Task directions: Please print the whole listing again, exactly as shown.

Information given:
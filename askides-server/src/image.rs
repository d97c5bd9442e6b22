//! Social preview image rendering.
//!
//! The card is laid out as an SVG document and rasterised to PNG with
//! resvg. Fonts are loaded once and shared by every render.

use std::path::Path;
use std::sync::Arc;

use askides_core::config::ImageConfig;
use askides_core::escape::html_escape;
use resvg::{tiny_skia, usvg};
use thiserror::Error;
use unicode_segmentation::UnicodeSegmentation;

const FONT_SIZE: f32 = 72.0;
const LINE_HEIGHT: f32 = FONT_SIZE * 1.25;
const PADDING_X: f32 = 128.0;
const PADDING_Y: f32 = 64.0;
/// Average advance of a bold glyph relative to the font size
const GLYPH_WIDTH: f32 = 0.55;

#[derive(Debug, Error)]
pub enum ImageError {
    #[error("Failed to load font {path}: {source}")]
    Font {
        path: String,
        #[source]
        source: std::io::Error,
    },

    #[error("Failed to parse SVG: {0}")]
    Svg(#[from] usvg::Error),

    #[error("Invalid image size {width}x{height}")]
    Size { width: u32, height: u32 },

    #[error("Failed to encode PNG: {0}")]
    Encode(String),
}

pub struct SocialImageRenderer {
    fontdb: Arc<usvg::fontdb::Database>,
    config: ImageConfig,
}

impl SocialImageRenderer {
    /// Build the font database from the system fonts plus `font`, which
    /// becomes the sans-serif family when given.
    pub fn new(config: ImageConfig, font: Option<&Path>) -> Result<Self, ImageError> {
        let mut fontdb = usvg::fontdb::Database::new();
        fontdb.load_system_fonts();

        if let Some(path) = font {
            fontdb.load_font_file(path).map_err(|source| ImageError::Font {
                path: path.display().to_string(),
                source,
            })?;

            let family = fontdb
                .faces()
                .last()
                .and_then(|face| face.families.first())
                .map(|(name, _)| name.clone());
            if let Some(family) = family {
                tracing::debug!(%family, "Using configured font for social images");
                fontdb.set_sans_serif_family(family);
            }
        }

        tracing::debug!(faces = fontdb.len(), "Loaded font database");

        Ok(Self {
            fontdb: Arc::new(fontdb),
            config,
        })
    }

    pub fn fallback_title(&self) -> &str {
        &self.config.fallback_title
    }

    /// Lay out `title` as an SVG card
    pub fn svg(&self, title: &str) -> String {
        let width = self.config.width as f32;
        let height = self.config.height as f32;

        let max_chars =
            ((width - 2.0 * PADDING_X) / (FONT_SIZE * GLYPH_WIDTH)).max(1.0) as usize;
        let max_lines = ((height - 2.0 * PADDING_Y) / LINE_HEIGHT).max(1.0) as usize;
        let lines = wrap(title, max_chars, max_lines);

        // Centre the block; the baseline sits about 0.8em below the glyph top
        let block = lines.len() as f32 * LINE_HEIGHT;
        let top = (height - block) / 2.0 + (LINE_HEIGHT - FONT_SIZE) / 2.0;

        let mut text = String::new();
        for (i, line) in lines.iter().enumerate() {
            let y = top + i as f32 * LINE_HEIGHT + FONT_SIZE * 0.8;
            text.push_str(&format!(
                r#"<tspan x="{:.0}" y="{:.1}">{}</tspan>"#,
                width / 2.0,
                y,
                html_escape(line)
            ));
        }

        format!(
            r##"<svg xmlns="http://www.w3.org/2000/svg" width="{w}" height="{h}" viewBox="0 0 {w} {h}">
<defs><linearGradient id="bg" x1="0" y1="0" x2="1" y2="1"><stop offset="0" stop-color="{from}"/><stop offset="1" stop-color="{to}"/></linearGradient></defs>
<rect width="{w}" height="{h}" fill="url(#bg)"/>
<text font-family="sans-serif" font-size="{size}" font-weight="700" letter-spacing="-2" fill="#ffffff" text-anchor="middle">{text}</text>
</svg>"##,
            w = self.config.width,
            h = self.config.height,
            from = html_escape(&self.config.gradient_from),
            to = html_escape(&self.config.gradient_to),
            size = FONT_SIZE,
            text = text,
        )
    }

    /// Render `title` to PNG bytes. CPU bound; call from a blocking task.
    pub fn render_png(&self, title: &str) -> Result<Vec<u8>, ImageError> {
        let svg = self.svg(title);

        let options = usvg::Options {
            fontdb: self.fontdb.clone(),
            ..Default::default()
        };
        let tree = usvg::Tree::from_str(&svg, &options)?;

        let mut pixmap = tiny_skia::Pixmap::new(self.config.width, self.config.height).ok_or(
            ImageError::Size {
                width: self.config.width,
                height: self.config.height,
            },
        )?;
        resvg::render(&tree, tiny_skia::Transform::default(), &mut pixmap.as_mut());

        pixmap
            .encode_png()
            .map_err(|e| ImageError::Encode(e.to_string()))
    }
}

/// Greedy word wrap measured in grapheme clusters. Words longer than a line
/// are split; text beyond `max_lines` is cut and marked with an ellipsis.
fn wrap(text: &str, max_chars: usize, max_lines: usize) -> Vec<String> {
    let mut lines: Vec<String> = Vec::new();
    let mut current = String::new();
    let mut current_len = 0;

    for word in text.split_whitespace() {
        let graphemes: Vec<&str> = word.graphemes(true).collect();

        if current_len > 0 && current_len + 1 + graphemes.len() <= max_chars {
            current.push(' ');
            current.push_str(word);
            current_len += 1 + graphemes.len();
            continue;
        }

        if current_len > 0 {
            lines.push(std::mem::take(&mut current));
            current_len = 0;
        }

        for chunk in graphemes.chunks(max_chars) {
            if current_len > 0 {
                lines.push(std::mem::take(&mut current));
            }
            current = chunk.concat();
            current_len = chunk.len();
        }
    }
    if current_len > 0 {
        lines.push(current);
    }

    if lines.len() > max_lines {
        lines.truncate(max_lines);
        if let Some(last) = lines.last_mut() {
            let mut graphemes: Vec<&str> = last.graphemes(true).collect();
            graphemes.truncate(max_chars.saturating_sub(1));
            *last = format!("{}…", graphemes.concat().trim_end());
        }
    }

    lines
}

Exercise response:
filename askides-server/src/image.rs
repository d97c5bd9442e6b22
//! Social preview image rendering.
//!
//! The card is laid out as an SVG document and rasterised to PNG with
//! resvg. Fonts are loaded once and shared by every render.

use std::path::Path;
use std::sync::Arc;

use askides_core::config::ImageConfig;
use askides_core::escape::html_escape;
use resvg::{tiny_skia, usvg};
use thiserror::Error;
use unicode_segmentation::UnicodeSegmentation;

const FONT_SIZE: f32 = 72.0;
const LINE_HEIGHT: f32 = FONT_SIZE * 1.25;
const PADDING_X: f32 = 128.0;
const PADDING_Y: f32 = 64.0;
/// Average advance of a bold glyph relative to the font size
const GLYPH_WIDTH: f32 = 0.55;

#[derive(Debug, Error)]
pub enum ImageError {
    #[error("Failed to load font {path}: {source}")]
    Font {
        path: String,
        #[source]
        source: std::io::Error,
    },

    #[error("Failed to parse SVG: {0}")]
    Svg(#[from] usvg::Error),

    #[error("Invalid image size {width}x{height}")]
    Size { width: u32, height: u32 },

    #[error("Failed to encode PNG: {0}")]
    Encode(String),
}

pub struct SocialImageRenderer {
    fontdb: Arc<usvg::fontdb::Database>,
    config: ImageConfig,
}

impl SocialImageRenderer {
    /// Build the font database from the system fonts plus `font`, which
    /// becomes the sans-serif family when given.
    pub fn new(config: ImageConfig, font: Option<&Path>) -> Result<Self, ImageError> {
        let mut fontdb = usvg::fontdb::Database::new();
        fontdb.load_system_fonts();

        if let Some(path) = font {
            fontdb.load_font_file(path).map_err(|source| ImageError::Font {
                path: path.display().to_string(),
                source,
            })?;

            let family = fontdb
                .faces()
                .last()
                .and_then(|face| face.families.first())
                .map(|(name, _)| name.clone());
            if let Some(family) = family {
                tracing::debug!(%family, "Using configured font for social images");
                fontdb.set_sans_serif_family(family);
            }
        }

        tracing::debug!(faces = fontdb.len(), "Loaded font database");

        Ok(Self {
            fontdb: Arc::new(fontdb),
            config,
        })
    }

    pub fn fallback_title(&self) -> &str {
        &self.config.fallback_title
    }

    /// Lay out `title` as an SVG card
    pub fn svg(&self, title: &str) -> String {
        let width = self.config.width as f32;
        let height = self.config.height as f32;

        let max_chars =
            ((width - 2.0 * PADDING_X) / (FONT_SIZE * GLYPH_WIDTH)).max(1.0) as usize;
        let max_lines = ((height - 2.0 * PADDING_Y) / LINE_HEIGHT).max(1.0) as usize;
        let lines = wrap(title, max_chars, max_lines);

        // Centre the block; the baseline sits about 0.8em below the glyph top
        let block = lines.len() as f32 * LINE_HEIGHT;
        let top = (height - block) / 2.0 + (LINE_HEIGHT - FONT_SIZE) / 2.0;

        let mut text = String::new();
        for (i, line) in lines.iter().enumerate() {
            let y = top + i as f32 * LINE_HEIGHT + FONT_SIZE * 0.8;
            text.push_str(&format!(
                r#"<tspan x="{:.0}" y="{:.1}">{}</tspan>"#,
                width / 2.0,
                y,
                html_escape(line)
            ));
        }

        format!(
            r##"<svg xmlns="http://www.w3.org/2000/svg" width="{w}" height="{h}" viewBox="0 0 {w} {h}">
<defs><linearGradient id="bg" x1="0" y1="0" x2="1" y2="1"><stop offset="0" stop-color="{from}"/><stop offset="1" stop-color="{to}"/></linearGradient></defs>
<rect width="{w}" height="{h}" fill="url(#bg)"/>
<text font-family="sans-serif" font-size="{size}" font-weight="700" letter-spacing="-2" fill="#ffffff" text-anchor="middle">{text}</text>
</svg>"##,
            w = self.config.width,
            h = self.config.height,
            from = html_escape(&self.config.gradient_from),
            to = html_escape(&self.config.gradient_to),
            size = FONT_SIZE,
            text = text,
        )
    }

    /// Render `title` to PNG bytes. CPU bound; call from a blocking task.
    pub fn render_png(&self, title: &str) -> Result<Vec<u8>, ImageError> {
        let svg = self.svg(title);

        let options = usvg::Options {
            fontdb: self.fontdb.clone(),
            ..Default::default()
        };
        let tree = usvg::Tree::from_str(&svg, &options)?;

        let mut pixmap = tiny_skia::Pixmap::new(self.config.width, self.config.height).ok_or(
            ImageError::Size {
                width: self.config.width,
                height: self.config.height,
            },
        )?;
        resvg::render(&tree, tiny_skia::Transform::default(), &mut pixmap.as_mut());

        pixmap
            .encode_png()
            .map_err(|e| ImageError::Encode(e.to_string()))
    }
}

/// Greedy word wrap measured in grapheme clusters. Words longer than a line
/// are split; text beyond `max_lines` is cut and marked with an ellipsis.
fn wrap(text: &str, max_chars: usize, max_lines: usize) -> Vec<String> {
    let mut lines: Vec<String> = Vec::new();
    let mut current = String::new();
    let mut current_len = 0;

    for word in text.split_whitespace() {
        let graphemes: Vec<&str> = word.graphemes(true).collect();

        if current_len > 0 && current_len + 1 + graphemes.len() <= max_chars {
            current.push(' ');
            current.push_str(word);
            current_len += 1 + graphemes.len();
            continue;
        }

        if current_len > 0 {
            lines.push(std::mem::take(&mut current));
            current_len = 0;
        }

        for chunk in graphemes.chunks(max_chars) {
            if current_len > 0 {
                lines.push(std::mem::take(&mut current));
            }
            current = chunk.concat();
            current_len = chunk.len();
        }
    }
    if current_len > 0 {
        lines.push(current);
    }

    if lines.len() > max_lines {
        lines.truncate(max_lines);
        if let Some(last) = lines.last_mut() {
            let mut graphemes: Vec<&str> = last.graphemes(true).collect();
            graphemes.truncate(max_chars.saturating_sub(1));
            *last = format!("{}…", graphemes.concat().trim_end());
        }
    }

    lines
}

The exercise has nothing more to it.